The public seems receptive as well, according to a new Gallup poll on attitudes toward donation of organs after death. The most striking results were among 18 to 34 year olds wherein an impressive 34% said that incentives would make them “more likely” to donate while 6% said less likely. Incentives were even discussed during the formulation of NOTA in 1983. Former Rep. Al Gore, who spearheaded the legislation, suggested that incentives should be considered if generosity proved insufficient.

It has. So what to do? A reasonable first step might be to offer all donors lifetime Medicare coverage. This is medically responsible and could serve as an inducement. Other ideas include tax credits, tuition vouchers for a donor’s children, a deposit in a retirement account and charitable contributions in the donor’s name. These would be offered in a regulated environment overseen by the federal government. The prodigious savings from dialysis could be used to underwrite the various types of compensation. According to the Congressional Budget Office, the Norwood Act alone will save almost $500 million in Medicare costs over 10 years.

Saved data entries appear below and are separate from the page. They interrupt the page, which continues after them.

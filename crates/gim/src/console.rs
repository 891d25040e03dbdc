//! Console adapters: stdout delivery and the stdin request loop.

use std::sync::Arc;

use async_trait::async_trait;
use serde_json::json;
use tokio::{
    io::{AsyncBufRead, AsyncBufReadExt, AsyncWriteExt, BufReader, Stdout},
    sync::Mutex,
};
use tokio_util::task::TaskTracker;
use tracing::{debug, warn};

use gim_core::{
    domain::UserId,
    message::{actions, Message, Request},
    ports::DeliveryChannel,
    router::Router,
    store::MemoryStore,
    Error,
};

/// Writes every delivery to stdout as one JSON line: `{"to": uid, "message": {...}}`.
pub struct ConsoleDelivery {
    out: Mutex<Stdout>,
}

impl ConsoleDelivery {
    pub fn new() -> Self {
        Self {
            out: Mutex::new(tokio::io::stdout()),
        }
    }
}

impl Default for ConsoleDelivery {
    fn default() -> Self {
        Self::new()
    }
}

#[async_trait]
impl DeliveryChannel for ConsoleDelivery {
    async fn deliver(&self, uid: UserId, message: &Message) {
        let line = json!({ "to": uid, "message": message }).to_string();
        let mut out = self.out.lock().await;
        let written = async {
            out.write_all(line.as_bytes()).await?;
            out.write_all(b"\n").await?;
            out.flush().await
        }
        .await;
        if let Err(e) = written {
            warn!(%uid, error = %e, "console delivery failed");
        }
    }
}

/// Read newline-delimited JSON requests from stdin until EOF.
pub async fn serve_stdin(
    router: Arc<Router>,
    store: Arc<MemoryStore>,
    delivery: Arc<dyn DeliveryChannel>,
) -> anyhow::Result<()> {
    serve_lines(BufReader::new(tokio::io::stdin()), router, store, delivery).await
}

/// Dispatch each request line on its own task. Returns once the input is
/// exhausted and every dispatched request has finished.
pub async fn serve_lines<R>(
    input: R,
    router: Arc<Router>,
    store: Arc<MemoryStore>,
    delivery: Arc<dyn DeliveryChannel>,
) -> anyhow::Result<()>
where
    R: AsyncBufRead + Unpin,
{
    let mut lines = input.lines();
    let tracker = TaskTracker::new();

    let read = loop {
        let line = match lines.next_line().await {
            Ok(Some(line)) => line,
            Ok(None) => break Ok(()),
            Err(e) => break Err(e),
        };
        let line = line.trim();
        if line.is_empty() {
            continue;
        }

        let req: Request = match serde_json::from_str(line) {
            Ok(r) => r,
            Err(e) => {
                warn!(error = %e, "skipping malformed request line");
                continue;
            }
        };

        // A user that talks to the console exists.
        store.register_user(req.uid).await;

        let router = router.clone();
        let delivery = delivery.clone();
        tracker.spawn(async move {
            handle(&router, delivery.as_ref(), req).await;
        });
    };

    tracker.close();
    debug!(in_flight = tracker.len(), "input closed, waiting for requests");
    tracker.wait().await;
    Ok(read?)
}

async fn handle(router: &Router, delivery: &dyn DeliveryChannel, req: Request) {
    let outcome = router.dispatch_request(&req).await;
    let reply = match outcome {
        Ok(()) => return,
        Err(Error::NoRouteMatches) => Message::new(
            req.seq,
            actions::NOT_FOUND,
            format!("unknown action {:?}", req.action),
        ),
        Err(e) => Message::new(req.seq, actions::FAILED, e.to_string()),
    };
    delivery.deliver(req.uid, &reply).await;
}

The idea of combining organ donation with material gain can make people queasy. Yet the mix of financial and humanitarian motives is commonplace. No one objects, for example, to a tax credit for charitable contributions — a financial incentive to complement the “pure” motive of giving to others. The great teachers who enlighten us and the doctors who heal us inspire no less gratitude because they are paid. An increase in the supply of kidneys will ameliorate suffering and prevent needless death. This is more important than whether an organ has been given freely or for material gain. Norwood is an admirable start. It is time for the next step.

Dr. Satel is a resident scholar at the American Enterprise Institute.